Yesterday, I had the fortune to sing liturgical chants with the Anchishati Choir, in the Anchiskhati Church in Tbilisi.
I had gone to the church to attend a wake for my friend’s father, who had passed away. The scene was like this: men stood around outside the sixth century stone church in small groups, talking quietly. (When I arrived, I chatted with one choir member, Gocha, and was reminded of the passage of time when he mentioned that his eldest was already 11 years old: she had been 2-3 weeks old when he and the Anchiskhati choir first came on tour with me to the United States in the fall of 2005. How time flies). Inside the church, rows of black-clad ladies were seated on either side of an open coffin, a white shroud covering the body within. There are very few windows, so the light mostly comes from the doorway, and from a few candles stuck into sand trays in front of gold icons hung on the pillars and walls. Following protocol, I walked counter-clockwise around the coffin, nodding gravely to those that looked at me, and shaking the hands of the male relatives.
As I was walking out of the church, more members of the choir started arriving, and they invited me back inside to chant. I had it in mind to go do some work, so at first I politely declined. But thank goodness my head cleared of this momentary insanity, and I marched my body right back in there. Members of the Anchiskhati Ensemble, the best Georgian chanters in the world, had just invited me, an American, to come and chant with them in this sixth century basilica!! And didn’t I first come to Georgia because of my love for this music? Sometimes I take it for granted. It’s moments like this where I need to take a step back and realize what a charmed chapter in life I’ve been living these past 13 years.

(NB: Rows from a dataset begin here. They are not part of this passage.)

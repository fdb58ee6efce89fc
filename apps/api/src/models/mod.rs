pub mod skill;
pub mod task;
pub mod user;
pub mod wellbeing;
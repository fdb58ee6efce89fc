use sqlx::PgPool;
use uuid::Uuid;

use crate::models::skill::{Skill, SkillLevel, UserSkillRow, USER_SKILL_SELECT};

pub async fn insert_skill(
    db: &PgPool,
    name: &str,
    category: Option<&str>,
    description: Option<&str>,
) -> Result<Skill, sqlx::Error> {
    sqlx::query_as(
        "INSERT INTO skills (id, name, category, description) VALUES ($1, $2, $3, $4) RETURNING *",
    )
    .bind(Uuid::new_v4())
    .bind(name)
    .bind(category)
    .bind(description)
    .fetch_one(db)
    .await
}

pub async fn skill_name_taken(db: &PgPool, name: &str) -> Result<bool, sqlx::Error> {
    sqlx::query_scalar("SELECT EXISTS(SELECT 1 FROM skills WHERE LOWER(name) = LOWER($1))")
        .bind(name)
        .fetch_one(db)
        .await
}

/// `ILIKE` pattern matching `search` literally anywhere in the value.
fn substring_pattern(search: &str) -> String {
    let mut pattern = String::with_capacity(search.len() + 2);
    pattern.push('%');
    for c in search.chars() {
        if matches!(c, '\\' | '%' | '_') {
            pattern.push('\\');
        }
        pattern.push(c);
    }
    pattern.push('%');
    pattern
}

/// Catalog listing; both filters are optional, `search` is a case-insensitive substring.
pub async fn list_skills(
    db: &PgPool,
    category: Option<&str>,
    search: Option<&str>,
) -> Result<Vec<Skill>, sqlx::Error> {
    sqlx::query_as(
        r#"
        SELECT * FROM skills
        WHERE ($1::TEXT IS NULL OR category = $1)
          AND ($2::TEXT IS NULL OR name ILIKE $2 ESCAPE '\')
        ORDER BY name
        "#,
    )
    .bind(category)
    .bind(search.map(substring_pattern))
    .fetch_all(db)
    .await
}

pub async fn categories(db: &PgPool) -> Result<Vec<String>, sqlx::Error> {
    sqlx::query_scalar(
        "SELECT DISTINCT category FROM skills WHERE category IS NOT NULL ORDER BY category",
    )
    .fetch_all(db)
    .await
}

pub async fn find_skill(db: &PgPool, id: Uuid) -> Result<Option<Skill>, sqlx::Error> {
    sqlx::query_as("SELECT * FROM skills WHERE id = $1")
        .bind(id)
        .fetch_optional(db)
        .await
}

pub async fn list_user_skills(db: &PgPool, user_id: Uuid) -> Result<Vec<UserSkillRow>, sqlx::Error> {
    sqlx::query_as(&format!(
        "{USER_SKILL_SELECT} WHERE us.user_id = $1 ORDER BY s.name"
    ))
    .bind(user_id)
    .fetch_all(db)
    .await
}

pub async fn find_user_skill(db: &PgPool, id: Uuid) -> Result<Option<UserSkillRow>, sqlx::Error> {
    sqlx::query_as(&format!("{USER_SKILL_SELECT} WHERE us.id = $1"))
        .bind(id)
        .fetch_optional(db)
        .await
}

pub async fn user_has_skill(db: &PgPool, user_id: Uuid, skill_id: Uuid) -> Result<bool, sqlx::Error> {
    sqlx::query_scalar(
        "SELECT EXISTS(SELECT 1 FROM user_skills WHERE user_id = $1 AND skill_id = $2)",
    )
    .bind(user_id)
    .bind(skill_id)
    .fetch_one(db)
    .await
}

pub async fn insert_user_skill(
    db: &PgPool,
    user_id: Uuid,
    skill_id: Uuid,
    level: SkillLevel,
    proficiency_score: f64,
) -> Result<Uuid, sqlx::Error> {
    sqlx::query_scalar(
        r#"
        INSERT INTO user_skills (id, user_id, skill_id, level, proficiency_score)
        VALUES ($1, $2, $3, $4, $5)
        RETURNING id
        "#,
    )
    .bind(Uuid::new_v4())
    .bind(user_id)
    .bind(skill_id)
    .bind(level)
    .bind(proficiency_score)
    .fetch_one(db)
    .await
}

pub async fn update_user_skill(
    db: &PgPool,
    id: Uuid,
    level: Option<SkillLevel>,
    proficiency_score: Option<f64>,
) -> Result<(), sqlx::Error> {
    sqlx::query(
        r#"
        UPDATE user_skills SET
            level = COALESCE($2, level),
            proficiency_score = COALESCE($3, proficiency_score),
            updated_at = NOW()
        WHERE id = $1
        "#,
    )
    .bind(id)
    .bind(level)
    .bind(proficiency_score)
    .execute(db)
    .await?;
    Ok(())
}

pub async fn delete_user_skill(db: &PgPool, id: Uuid) -> Result<(), sqlx::Error> {
    sqlx::query("DELETE FROM user_skills WHERE id = $1")
        .bind(id)
        .execute(db)
        .await?;
    Ok(())
}

/// Skill names per user, for the given users, in one round-trip.
pub async fn skill_names_by_user(
    db: &PgPool,
    user_ids: &[Uuid],
) -> Result<Vec<(Uuid, String)>, sqlx::Error> {
    sqlx::query_as(
        r#"
        SELECT us.user_id, s.name
        FROM user_skills us
        JOIN skills s ON s.id = us.skill_id
        WHERE us.user_id = ANY($1)
        ORDER BY s.name
        "#,
    )
    .bind(user_ids)
    .fetch_all(db)
    .await
}

#[cfg(test)]
mod tests {
    use super::*;

    #[test]
    fn test_search_wildcards_are_literal() {
        assert_eq!(substring_pattern("rust"), "%rust%");
        assert_eq!(substring_pattern("100%"), "%100\\%%");
        assert_eq!(substring_pattern("snake_case"), "%snake\\_case%");
        assert_eq!(substring_pattern("a\\b"), "%a\\\\b%");
    }
}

We started with the East Georgian variant of movedit taqvanis vtset (Come, let us worship). No other middle voice singers had arrived, so everyone looked at me. I know the Gelati monastery variant by heart, but not the East Georgian variant. No problem, they had notation in the choir stall, so I could read from the score. What is it like to sing in the Anchiskhati Church? Well, the acoustics are not the best in the country, but neither are they bad like most of the new reinforced concrete made churches that are springing up around the country. The sandstone blocks in the foundations date from the 6th century, though the current brick pillars and roof was rebuilt in the 17th century. The faded frescoes date to the Russian period in the 19th century. What is amazing about singing in the Anchiskhati Church is singing with this choir, with these people, with this tradition. This is where the revival of Georgian polyphonic chant began, back in 1990. For my generation of chanters, these are the hallowed halls where the most famous chant choir sings. And here I was, singing with them.
More singers arrived and we sang many many chants, including the famous theotokion hymn shen khar venakhi (You are the vineyard). This was an interesting choice because this hymn is most often associated with weddings, or at least that had been its association for the second half of the Soviet period, when this was one of the first hymns that was popularized and accepted in that period of religious cultural suppression. The words are para-liturgical, and don’t explicitly mention Christ, the Theotokos, or any other overt religious theme. Therefore, Soviet authorities apparently accepted its careful designation as a “Chorale” in the 1960s by the Rustavi Choir, who re-popularized the chant. In reality, it’s a descriptive text that is very Georgian Orthodox: it’s about the Mother of God being glorious and radiant.
Here is the translation:
You are a vineyard newly blossomed.
Young, beautiful, growing in Eden,
A fragrant poplar sapling in Paradise.
May God adorn you. No one is more worthy of praise.
You yourself are the sun, shining brilliantly.
As the choir sang, I took a short video to capture the mood (see above). This chant doesn’t fit into any specific liturgical service, but it is possibly the most well known and most popular chant in Georgian society. It is sung for weddings and joyful occasions, and indeed for funerals and moments of deep societal pathos like the 2008 war with Russia. I’ve written about this chant elsewhere here.
After singing this and many other hymns, a priest came and we began the service for the dead. About 50 people stood near the coffin, listening to the priest intoning the words, the choir responding with upalo shegvitsqalen (Lord have mercy), and tsmindao ghmerto, tsmindao dzliero, tsmindao ukvdao, shegvitsqalen chven (Holy God, Holy Almighty, Holy Immortal, have mercy on us). Outside, more than a 150 people had gathered by now, all talking away in their own small group conversations. It’s tradition to be at the wake, to make an appearance, to show respect. But it is not required to mourn. I didn’t stay for the whole service, but I know that later, after the body is lowered into the ground, covered, and the final prayers are said, many of these guests will gather around long banquet tables to break bread, stand to raise glasses of wine, and make toasts in honor of the life lived, the family members, the honor of the clan, and to tell stories and be sad, and merry, and solemn, and light-hearted, all together and at once in community. Another afternoon in the cultural life of Georgians.